• **The problem**: Exactly the lines from the start of the data below through the line containing "let signon = fields.get(4).and_then(|s|" must be returned, and no others.

• **Collected data**:
________

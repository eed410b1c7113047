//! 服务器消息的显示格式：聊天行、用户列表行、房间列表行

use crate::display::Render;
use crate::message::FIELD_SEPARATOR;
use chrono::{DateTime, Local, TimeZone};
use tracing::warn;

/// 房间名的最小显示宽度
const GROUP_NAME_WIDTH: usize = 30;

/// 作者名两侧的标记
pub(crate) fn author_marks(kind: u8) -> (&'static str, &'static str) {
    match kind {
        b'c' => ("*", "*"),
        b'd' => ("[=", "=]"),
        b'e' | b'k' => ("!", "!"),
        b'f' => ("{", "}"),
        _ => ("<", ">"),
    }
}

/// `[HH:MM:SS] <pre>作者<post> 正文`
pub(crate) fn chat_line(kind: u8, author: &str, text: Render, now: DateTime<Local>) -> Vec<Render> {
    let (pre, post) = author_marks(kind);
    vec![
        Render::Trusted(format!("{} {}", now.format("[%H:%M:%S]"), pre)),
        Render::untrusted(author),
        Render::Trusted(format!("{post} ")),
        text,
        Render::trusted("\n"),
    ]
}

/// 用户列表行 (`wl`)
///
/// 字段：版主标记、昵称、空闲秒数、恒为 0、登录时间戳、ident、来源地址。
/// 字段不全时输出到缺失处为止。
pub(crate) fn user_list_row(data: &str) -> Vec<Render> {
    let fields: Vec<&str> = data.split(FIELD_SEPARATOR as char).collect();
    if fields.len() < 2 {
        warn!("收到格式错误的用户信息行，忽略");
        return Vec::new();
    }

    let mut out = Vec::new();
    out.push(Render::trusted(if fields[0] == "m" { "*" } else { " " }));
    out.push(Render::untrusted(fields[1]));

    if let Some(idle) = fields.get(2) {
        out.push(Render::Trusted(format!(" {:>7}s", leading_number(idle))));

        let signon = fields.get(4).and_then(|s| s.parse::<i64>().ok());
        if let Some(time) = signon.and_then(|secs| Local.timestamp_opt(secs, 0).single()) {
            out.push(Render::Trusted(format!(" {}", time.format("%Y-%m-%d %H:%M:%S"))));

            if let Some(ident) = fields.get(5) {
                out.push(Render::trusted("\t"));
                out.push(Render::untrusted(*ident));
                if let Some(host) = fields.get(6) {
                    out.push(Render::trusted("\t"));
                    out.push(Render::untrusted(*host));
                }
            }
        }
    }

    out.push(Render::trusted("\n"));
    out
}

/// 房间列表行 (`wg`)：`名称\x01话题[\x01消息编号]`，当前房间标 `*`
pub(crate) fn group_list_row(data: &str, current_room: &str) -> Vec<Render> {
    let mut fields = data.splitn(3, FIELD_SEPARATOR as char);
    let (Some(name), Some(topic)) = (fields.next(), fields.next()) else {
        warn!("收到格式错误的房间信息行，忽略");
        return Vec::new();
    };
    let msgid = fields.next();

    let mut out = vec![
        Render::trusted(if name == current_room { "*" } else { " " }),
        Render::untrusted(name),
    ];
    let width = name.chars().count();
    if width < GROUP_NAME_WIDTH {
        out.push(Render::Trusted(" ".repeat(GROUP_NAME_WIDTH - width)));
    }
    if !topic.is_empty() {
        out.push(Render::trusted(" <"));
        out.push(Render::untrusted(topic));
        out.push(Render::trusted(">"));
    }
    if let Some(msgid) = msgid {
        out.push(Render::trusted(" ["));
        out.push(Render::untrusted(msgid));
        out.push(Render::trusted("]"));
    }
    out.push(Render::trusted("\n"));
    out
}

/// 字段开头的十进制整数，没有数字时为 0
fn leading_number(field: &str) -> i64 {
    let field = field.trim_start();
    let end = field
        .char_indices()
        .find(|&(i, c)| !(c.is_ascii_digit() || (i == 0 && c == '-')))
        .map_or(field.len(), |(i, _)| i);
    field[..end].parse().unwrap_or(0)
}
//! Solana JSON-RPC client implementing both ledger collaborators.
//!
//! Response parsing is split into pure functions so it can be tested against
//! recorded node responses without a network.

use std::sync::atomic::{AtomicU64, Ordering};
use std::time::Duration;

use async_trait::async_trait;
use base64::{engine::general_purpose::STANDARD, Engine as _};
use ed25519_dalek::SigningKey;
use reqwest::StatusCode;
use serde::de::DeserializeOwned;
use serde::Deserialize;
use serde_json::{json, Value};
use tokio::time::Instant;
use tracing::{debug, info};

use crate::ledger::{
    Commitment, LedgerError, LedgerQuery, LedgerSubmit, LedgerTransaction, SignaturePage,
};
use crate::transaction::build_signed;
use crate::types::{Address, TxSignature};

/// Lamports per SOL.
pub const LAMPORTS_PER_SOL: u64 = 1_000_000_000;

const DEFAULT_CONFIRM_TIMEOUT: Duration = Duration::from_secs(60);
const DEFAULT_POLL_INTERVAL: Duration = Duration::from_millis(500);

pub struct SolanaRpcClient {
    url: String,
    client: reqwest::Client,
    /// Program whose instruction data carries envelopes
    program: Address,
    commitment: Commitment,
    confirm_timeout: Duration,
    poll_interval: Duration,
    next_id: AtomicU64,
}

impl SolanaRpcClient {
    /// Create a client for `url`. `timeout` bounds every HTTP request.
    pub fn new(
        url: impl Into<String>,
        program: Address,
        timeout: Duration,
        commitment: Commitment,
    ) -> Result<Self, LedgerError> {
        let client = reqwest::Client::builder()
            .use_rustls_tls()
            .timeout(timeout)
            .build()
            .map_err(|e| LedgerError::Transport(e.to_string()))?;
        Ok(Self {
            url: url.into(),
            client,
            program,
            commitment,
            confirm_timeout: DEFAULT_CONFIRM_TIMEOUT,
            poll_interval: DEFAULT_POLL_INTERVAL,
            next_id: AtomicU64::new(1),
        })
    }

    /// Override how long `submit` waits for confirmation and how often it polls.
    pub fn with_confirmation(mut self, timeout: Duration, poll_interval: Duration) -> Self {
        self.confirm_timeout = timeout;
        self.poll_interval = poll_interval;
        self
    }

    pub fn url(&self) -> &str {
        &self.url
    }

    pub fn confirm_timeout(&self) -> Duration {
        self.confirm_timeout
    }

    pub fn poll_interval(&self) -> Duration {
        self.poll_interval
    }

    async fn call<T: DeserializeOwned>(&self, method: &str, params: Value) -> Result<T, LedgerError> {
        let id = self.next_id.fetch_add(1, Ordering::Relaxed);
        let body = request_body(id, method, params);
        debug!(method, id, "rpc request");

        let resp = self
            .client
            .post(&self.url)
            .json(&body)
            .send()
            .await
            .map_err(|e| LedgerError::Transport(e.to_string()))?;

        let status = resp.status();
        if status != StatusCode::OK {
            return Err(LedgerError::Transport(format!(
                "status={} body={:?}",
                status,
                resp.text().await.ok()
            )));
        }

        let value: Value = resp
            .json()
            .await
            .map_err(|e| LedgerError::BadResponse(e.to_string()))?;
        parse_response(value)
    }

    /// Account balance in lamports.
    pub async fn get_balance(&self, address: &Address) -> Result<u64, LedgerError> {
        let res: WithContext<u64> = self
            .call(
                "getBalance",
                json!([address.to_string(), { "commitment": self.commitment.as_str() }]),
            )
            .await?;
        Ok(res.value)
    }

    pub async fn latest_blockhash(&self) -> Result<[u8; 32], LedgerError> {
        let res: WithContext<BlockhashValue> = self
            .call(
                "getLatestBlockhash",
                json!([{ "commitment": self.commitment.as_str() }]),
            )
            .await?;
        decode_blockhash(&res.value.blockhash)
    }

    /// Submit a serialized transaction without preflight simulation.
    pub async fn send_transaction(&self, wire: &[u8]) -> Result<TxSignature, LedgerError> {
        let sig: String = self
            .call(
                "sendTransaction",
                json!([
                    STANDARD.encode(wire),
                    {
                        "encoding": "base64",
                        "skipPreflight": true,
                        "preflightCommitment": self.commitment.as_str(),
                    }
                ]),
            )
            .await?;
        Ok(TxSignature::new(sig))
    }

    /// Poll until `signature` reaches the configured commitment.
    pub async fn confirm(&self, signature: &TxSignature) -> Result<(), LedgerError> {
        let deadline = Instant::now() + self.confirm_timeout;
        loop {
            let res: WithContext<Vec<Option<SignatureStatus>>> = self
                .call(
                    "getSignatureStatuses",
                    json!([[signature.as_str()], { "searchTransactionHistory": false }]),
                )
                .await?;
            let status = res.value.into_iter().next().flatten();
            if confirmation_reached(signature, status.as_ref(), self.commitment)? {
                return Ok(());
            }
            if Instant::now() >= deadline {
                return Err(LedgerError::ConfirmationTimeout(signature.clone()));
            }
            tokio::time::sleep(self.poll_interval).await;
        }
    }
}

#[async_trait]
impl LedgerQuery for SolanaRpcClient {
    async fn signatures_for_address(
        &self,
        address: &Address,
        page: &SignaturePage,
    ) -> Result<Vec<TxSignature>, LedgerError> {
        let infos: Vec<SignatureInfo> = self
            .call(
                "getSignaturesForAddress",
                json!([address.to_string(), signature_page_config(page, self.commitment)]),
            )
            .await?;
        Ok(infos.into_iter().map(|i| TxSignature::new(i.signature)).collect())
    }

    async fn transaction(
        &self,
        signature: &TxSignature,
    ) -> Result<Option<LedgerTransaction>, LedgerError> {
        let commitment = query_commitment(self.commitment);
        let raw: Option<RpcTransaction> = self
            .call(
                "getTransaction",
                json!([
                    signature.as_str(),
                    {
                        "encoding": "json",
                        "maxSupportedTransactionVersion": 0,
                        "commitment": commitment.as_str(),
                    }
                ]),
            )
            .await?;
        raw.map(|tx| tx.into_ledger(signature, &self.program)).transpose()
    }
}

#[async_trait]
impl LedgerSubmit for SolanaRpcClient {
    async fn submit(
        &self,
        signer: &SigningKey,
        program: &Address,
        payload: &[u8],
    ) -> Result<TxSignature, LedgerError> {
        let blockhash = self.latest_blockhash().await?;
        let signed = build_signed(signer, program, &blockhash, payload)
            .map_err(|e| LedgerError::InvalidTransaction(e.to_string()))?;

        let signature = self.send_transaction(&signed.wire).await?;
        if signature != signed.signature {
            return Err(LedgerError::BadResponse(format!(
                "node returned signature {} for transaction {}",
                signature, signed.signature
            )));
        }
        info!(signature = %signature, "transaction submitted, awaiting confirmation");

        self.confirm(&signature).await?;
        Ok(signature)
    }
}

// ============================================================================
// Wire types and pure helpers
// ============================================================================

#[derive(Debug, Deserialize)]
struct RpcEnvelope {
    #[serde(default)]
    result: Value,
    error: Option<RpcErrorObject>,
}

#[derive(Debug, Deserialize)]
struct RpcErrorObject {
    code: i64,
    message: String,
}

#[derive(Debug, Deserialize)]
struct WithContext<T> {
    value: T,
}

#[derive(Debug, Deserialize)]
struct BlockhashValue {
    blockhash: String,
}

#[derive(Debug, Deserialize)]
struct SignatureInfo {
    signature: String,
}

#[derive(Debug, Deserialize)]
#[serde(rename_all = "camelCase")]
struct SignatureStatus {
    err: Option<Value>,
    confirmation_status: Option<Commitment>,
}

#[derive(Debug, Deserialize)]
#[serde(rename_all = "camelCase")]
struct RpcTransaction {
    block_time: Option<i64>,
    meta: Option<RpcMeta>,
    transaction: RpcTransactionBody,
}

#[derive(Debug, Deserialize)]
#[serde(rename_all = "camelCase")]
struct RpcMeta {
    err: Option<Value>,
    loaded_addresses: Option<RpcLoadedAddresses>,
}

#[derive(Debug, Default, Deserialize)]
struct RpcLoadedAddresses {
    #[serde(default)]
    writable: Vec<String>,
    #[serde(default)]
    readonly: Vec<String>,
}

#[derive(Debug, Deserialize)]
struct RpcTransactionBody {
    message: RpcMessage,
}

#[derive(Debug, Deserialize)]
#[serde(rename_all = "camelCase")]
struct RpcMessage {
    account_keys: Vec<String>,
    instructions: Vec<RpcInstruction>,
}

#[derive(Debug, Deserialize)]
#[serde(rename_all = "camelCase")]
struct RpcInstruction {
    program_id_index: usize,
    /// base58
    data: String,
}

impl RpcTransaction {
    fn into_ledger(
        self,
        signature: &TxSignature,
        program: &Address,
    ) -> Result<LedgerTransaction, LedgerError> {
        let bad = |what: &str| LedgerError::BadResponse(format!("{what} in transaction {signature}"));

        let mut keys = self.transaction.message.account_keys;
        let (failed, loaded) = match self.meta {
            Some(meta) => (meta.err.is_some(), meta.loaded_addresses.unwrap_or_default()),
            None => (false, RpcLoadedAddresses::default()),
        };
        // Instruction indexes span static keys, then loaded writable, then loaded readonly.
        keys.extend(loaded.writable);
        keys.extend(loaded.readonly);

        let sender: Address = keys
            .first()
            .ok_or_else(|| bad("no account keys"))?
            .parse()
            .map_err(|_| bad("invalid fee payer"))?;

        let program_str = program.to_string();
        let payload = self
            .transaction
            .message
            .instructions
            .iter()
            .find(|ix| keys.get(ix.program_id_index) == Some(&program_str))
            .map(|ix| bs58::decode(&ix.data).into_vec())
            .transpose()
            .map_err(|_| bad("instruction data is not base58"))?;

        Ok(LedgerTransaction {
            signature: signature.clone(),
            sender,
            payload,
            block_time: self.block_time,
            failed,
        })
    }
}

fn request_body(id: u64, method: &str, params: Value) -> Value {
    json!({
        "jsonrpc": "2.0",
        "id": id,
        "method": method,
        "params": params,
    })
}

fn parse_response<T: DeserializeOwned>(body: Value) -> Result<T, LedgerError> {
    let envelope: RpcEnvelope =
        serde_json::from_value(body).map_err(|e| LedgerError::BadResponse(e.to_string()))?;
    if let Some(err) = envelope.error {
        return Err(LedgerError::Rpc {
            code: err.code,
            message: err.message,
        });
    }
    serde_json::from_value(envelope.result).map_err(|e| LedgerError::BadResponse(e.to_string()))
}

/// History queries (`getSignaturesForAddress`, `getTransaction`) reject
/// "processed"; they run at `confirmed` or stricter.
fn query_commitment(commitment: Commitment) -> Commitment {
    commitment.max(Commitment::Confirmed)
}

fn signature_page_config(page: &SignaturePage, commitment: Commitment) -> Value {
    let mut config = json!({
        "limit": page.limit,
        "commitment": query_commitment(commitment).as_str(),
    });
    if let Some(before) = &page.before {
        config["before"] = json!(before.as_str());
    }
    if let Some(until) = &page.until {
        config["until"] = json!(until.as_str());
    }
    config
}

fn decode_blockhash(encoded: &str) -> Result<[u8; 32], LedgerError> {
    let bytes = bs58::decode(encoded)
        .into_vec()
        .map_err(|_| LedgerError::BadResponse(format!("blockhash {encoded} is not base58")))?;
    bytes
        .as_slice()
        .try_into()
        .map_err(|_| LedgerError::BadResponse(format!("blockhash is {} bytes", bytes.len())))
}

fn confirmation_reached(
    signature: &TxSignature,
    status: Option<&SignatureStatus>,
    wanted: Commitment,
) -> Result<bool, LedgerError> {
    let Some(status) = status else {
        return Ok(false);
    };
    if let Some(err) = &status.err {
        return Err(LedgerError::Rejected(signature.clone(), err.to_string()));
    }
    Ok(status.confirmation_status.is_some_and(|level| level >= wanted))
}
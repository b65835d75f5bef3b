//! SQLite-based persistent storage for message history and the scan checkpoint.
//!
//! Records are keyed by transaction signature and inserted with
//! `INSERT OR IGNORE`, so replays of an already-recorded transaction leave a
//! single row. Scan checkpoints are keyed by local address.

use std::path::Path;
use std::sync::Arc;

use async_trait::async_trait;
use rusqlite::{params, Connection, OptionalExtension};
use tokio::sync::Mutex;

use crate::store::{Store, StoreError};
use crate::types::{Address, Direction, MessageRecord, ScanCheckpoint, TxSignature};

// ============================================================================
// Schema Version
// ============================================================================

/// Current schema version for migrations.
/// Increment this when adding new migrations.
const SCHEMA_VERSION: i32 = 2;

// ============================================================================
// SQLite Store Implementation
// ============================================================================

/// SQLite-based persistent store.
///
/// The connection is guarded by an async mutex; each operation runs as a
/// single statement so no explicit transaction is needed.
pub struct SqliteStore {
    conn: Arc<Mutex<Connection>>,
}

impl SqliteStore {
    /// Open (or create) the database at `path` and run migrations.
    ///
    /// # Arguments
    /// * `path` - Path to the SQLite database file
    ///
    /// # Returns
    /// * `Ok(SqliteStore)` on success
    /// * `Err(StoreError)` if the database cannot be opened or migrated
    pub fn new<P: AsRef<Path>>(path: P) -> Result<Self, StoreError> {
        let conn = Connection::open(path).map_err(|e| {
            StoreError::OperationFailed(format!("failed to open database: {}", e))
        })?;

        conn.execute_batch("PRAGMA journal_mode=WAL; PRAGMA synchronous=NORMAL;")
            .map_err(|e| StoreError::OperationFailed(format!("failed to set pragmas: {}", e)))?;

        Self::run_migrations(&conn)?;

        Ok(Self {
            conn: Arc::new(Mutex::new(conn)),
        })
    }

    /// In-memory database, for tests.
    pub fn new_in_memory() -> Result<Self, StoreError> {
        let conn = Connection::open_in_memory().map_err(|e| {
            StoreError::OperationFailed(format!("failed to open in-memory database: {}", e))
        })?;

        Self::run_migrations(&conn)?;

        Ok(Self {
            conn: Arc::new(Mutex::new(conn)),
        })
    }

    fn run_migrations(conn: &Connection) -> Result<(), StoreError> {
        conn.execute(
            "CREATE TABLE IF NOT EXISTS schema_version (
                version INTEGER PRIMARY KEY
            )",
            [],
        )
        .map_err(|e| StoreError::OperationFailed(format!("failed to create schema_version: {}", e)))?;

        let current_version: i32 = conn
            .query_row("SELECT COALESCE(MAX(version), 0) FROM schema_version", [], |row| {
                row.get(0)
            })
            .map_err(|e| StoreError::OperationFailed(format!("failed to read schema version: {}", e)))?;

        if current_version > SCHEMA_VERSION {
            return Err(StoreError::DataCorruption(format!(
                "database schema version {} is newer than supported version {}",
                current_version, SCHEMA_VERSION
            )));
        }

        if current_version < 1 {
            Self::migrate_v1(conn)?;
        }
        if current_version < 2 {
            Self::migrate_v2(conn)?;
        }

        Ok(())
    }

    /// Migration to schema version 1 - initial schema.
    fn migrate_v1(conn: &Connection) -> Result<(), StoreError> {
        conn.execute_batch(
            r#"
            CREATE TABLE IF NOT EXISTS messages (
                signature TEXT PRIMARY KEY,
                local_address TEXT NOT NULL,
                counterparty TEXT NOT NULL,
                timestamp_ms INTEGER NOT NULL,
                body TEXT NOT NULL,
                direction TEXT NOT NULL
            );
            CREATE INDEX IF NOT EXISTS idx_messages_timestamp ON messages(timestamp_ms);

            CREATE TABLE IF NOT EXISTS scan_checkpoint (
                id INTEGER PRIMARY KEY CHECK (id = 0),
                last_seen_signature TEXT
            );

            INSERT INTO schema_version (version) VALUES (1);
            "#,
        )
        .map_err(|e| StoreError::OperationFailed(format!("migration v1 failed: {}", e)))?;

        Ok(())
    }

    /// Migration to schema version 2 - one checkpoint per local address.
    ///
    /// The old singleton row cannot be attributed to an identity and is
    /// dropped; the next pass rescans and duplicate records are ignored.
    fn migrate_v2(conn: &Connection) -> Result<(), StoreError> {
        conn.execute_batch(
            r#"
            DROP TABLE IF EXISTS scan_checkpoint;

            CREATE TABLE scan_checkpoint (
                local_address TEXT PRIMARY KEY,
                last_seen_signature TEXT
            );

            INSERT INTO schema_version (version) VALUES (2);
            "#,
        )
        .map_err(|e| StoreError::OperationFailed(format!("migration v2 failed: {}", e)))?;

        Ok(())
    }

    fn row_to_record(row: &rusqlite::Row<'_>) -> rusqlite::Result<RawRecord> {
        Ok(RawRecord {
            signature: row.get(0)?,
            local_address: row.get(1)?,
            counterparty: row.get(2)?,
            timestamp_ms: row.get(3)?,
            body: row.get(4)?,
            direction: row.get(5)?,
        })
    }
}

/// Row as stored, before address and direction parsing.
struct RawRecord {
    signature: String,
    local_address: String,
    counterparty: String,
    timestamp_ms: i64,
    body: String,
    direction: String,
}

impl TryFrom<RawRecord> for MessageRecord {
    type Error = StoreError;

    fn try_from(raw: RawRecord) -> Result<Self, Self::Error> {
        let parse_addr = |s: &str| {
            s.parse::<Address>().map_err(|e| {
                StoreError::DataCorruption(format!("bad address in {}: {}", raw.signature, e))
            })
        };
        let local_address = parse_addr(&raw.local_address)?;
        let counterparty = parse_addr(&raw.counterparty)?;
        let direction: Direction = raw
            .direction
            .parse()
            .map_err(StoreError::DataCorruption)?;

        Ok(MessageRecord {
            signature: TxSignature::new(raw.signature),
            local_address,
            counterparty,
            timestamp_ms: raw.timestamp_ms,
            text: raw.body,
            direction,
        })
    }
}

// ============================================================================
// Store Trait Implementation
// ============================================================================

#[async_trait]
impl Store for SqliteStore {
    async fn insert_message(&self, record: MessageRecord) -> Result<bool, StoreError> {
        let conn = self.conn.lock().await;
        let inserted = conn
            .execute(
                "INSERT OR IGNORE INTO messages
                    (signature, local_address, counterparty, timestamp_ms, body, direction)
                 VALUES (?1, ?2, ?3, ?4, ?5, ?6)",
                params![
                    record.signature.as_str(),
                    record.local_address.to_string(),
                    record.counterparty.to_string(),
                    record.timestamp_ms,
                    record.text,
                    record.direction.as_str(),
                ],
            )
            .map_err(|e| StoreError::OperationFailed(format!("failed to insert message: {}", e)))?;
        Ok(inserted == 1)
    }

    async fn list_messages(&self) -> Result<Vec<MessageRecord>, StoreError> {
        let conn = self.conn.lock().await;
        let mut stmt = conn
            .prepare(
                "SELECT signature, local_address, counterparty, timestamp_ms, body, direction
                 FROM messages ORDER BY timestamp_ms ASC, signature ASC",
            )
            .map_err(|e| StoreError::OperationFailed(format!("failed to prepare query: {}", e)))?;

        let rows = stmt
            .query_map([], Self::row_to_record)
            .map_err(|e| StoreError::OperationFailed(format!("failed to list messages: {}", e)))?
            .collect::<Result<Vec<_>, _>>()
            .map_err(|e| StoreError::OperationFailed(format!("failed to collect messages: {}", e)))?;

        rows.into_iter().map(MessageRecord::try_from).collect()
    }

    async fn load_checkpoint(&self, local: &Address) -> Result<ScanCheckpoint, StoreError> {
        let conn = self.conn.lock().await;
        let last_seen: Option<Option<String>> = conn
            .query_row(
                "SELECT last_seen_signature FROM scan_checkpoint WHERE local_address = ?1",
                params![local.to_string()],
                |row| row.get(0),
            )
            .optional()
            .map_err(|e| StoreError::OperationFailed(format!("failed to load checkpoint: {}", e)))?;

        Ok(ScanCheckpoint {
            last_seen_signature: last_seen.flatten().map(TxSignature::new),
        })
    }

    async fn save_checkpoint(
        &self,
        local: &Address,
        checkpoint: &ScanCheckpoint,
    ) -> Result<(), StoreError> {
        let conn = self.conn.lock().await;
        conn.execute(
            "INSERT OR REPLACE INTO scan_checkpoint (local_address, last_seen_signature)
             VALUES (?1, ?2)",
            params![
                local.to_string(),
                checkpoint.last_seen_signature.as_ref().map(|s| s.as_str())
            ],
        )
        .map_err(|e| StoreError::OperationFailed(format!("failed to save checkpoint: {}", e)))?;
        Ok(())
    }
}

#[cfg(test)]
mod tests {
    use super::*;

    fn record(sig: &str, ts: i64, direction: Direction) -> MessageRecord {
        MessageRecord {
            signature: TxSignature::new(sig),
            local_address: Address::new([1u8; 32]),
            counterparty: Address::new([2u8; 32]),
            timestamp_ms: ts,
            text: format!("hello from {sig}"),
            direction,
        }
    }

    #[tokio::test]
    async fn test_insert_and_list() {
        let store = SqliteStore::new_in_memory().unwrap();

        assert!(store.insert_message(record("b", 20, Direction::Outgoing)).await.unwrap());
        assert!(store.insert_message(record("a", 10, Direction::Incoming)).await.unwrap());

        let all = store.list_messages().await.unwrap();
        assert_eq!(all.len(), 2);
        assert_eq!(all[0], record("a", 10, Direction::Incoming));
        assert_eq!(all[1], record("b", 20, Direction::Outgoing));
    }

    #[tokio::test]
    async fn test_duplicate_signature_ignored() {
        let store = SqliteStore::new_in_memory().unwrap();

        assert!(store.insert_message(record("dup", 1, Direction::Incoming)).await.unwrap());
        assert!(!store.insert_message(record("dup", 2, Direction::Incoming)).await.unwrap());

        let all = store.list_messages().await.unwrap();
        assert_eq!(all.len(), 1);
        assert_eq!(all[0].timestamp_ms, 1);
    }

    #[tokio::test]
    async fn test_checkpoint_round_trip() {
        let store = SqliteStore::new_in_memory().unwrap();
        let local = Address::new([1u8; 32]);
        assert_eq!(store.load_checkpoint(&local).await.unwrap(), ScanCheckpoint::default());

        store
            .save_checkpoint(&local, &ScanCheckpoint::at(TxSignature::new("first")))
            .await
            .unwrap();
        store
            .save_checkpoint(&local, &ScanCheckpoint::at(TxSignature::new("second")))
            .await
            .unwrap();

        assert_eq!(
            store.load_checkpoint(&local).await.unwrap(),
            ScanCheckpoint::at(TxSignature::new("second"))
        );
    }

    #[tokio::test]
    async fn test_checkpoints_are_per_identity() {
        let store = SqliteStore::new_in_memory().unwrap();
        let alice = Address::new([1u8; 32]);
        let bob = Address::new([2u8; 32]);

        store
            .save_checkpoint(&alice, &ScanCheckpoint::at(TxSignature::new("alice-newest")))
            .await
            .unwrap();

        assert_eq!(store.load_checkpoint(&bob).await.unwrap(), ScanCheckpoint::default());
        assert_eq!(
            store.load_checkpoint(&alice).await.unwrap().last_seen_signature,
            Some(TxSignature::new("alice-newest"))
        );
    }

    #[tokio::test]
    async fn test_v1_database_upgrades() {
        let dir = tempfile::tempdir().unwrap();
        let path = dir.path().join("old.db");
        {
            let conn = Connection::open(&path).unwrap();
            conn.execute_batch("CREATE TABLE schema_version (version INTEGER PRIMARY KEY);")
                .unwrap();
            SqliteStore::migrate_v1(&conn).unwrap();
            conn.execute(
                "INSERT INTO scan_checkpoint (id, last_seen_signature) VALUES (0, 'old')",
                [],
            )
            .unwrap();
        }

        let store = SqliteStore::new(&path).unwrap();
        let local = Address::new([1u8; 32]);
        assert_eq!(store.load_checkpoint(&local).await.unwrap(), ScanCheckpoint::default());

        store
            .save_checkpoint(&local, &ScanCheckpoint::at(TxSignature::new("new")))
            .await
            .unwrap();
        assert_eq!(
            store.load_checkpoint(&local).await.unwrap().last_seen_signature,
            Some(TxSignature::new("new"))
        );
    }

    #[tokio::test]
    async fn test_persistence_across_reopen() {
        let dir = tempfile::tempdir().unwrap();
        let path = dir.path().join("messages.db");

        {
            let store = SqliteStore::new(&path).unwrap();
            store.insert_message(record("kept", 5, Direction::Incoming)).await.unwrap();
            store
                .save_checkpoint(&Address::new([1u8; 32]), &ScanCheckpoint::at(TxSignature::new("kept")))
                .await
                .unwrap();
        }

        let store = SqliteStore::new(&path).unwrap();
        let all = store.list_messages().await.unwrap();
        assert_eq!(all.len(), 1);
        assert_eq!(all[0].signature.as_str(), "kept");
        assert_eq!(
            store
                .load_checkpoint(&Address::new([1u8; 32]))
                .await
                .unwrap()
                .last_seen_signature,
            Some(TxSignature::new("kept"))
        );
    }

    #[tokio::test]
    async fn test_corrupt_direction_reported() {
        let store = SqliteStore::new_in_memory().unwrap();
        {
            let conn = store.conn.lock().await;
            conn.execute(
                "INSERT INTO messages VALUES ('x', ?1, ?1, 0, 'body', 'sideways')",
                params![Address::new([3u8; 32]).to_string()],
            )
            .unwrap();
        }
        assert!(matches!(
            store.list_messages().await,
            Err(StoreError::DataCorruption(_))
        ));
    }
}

________

• **The answer**:
repository eed410b1c7113047
//! 服务器消息的显示格式：聊天行、用户列表行、房间列表行

use crate::display::Render;
use crate::message::FIELD_SEPARATOR;
use chrono::{DateTime, Local, TimeZone};
use tracing::warn;

/// 房间名的最小显示宽度
const GROUP_NAME_WIDTH: usize = 30;

/// 作者名两侧的标记
pub(crate) fn author_marks(kind: u8) -> (&'static str, &'static str) {
    match kind {
        b'c' => ("*", "*"),
        b'd' => ("[=", "=]"),
        b'e' | b'k' => ("!", "!"),
        b'f' => ("{", "}"),
        _ => ("<", ">"),
    }
}

/// `[HH:MM:SS] <pre>作者<post> 正文`
pub(crate) fn chat_line(kind: u8, author: &str, text: Render, now: DateTime<Local>) -> Vec<Render> {
    let (pre, post) = author_marks(kind);
    vec![
        Render::Trusted(format!("{} {}", now.format("[%H:%M:%S]"), pre)),
        Render::untrusted(author),
        Render::Trusted(format!("{post} ")),
        text,
        Render::trusted("\n"),
    ]
}

/// 用户列表行 (`wl`)
///
/// 字段：版主标记、昵称、空闲秒数、恒为 0、登录时间戳、ident、来源地址。
/// 字段不全时输出到缺失处为止。
pub(crate) fn user_list_row(data: &str) -> Vec<Render> {
    let fields: Vec<&str> = data.split(FIELD_SEPARATOR as char).collect();
    if fields.len() < 2 {
        warn!("收到格式错误的用户信息行，忽略");
        return Vec::new();
    }

    let mut out = Vec::new();
    out.push(Render::trusted(if fields[0] == "m" { "*" } else { " " }));
    out.push(Render::untrusted(fields[1]));

    if let Some(idle) = fields.get(2) {
        out.push(Render::Trusted(format!(" {:>7}s", leading_number(idle))));

        let signon = fields.get(4).and_then(|s| s.parse::<i64>().ok());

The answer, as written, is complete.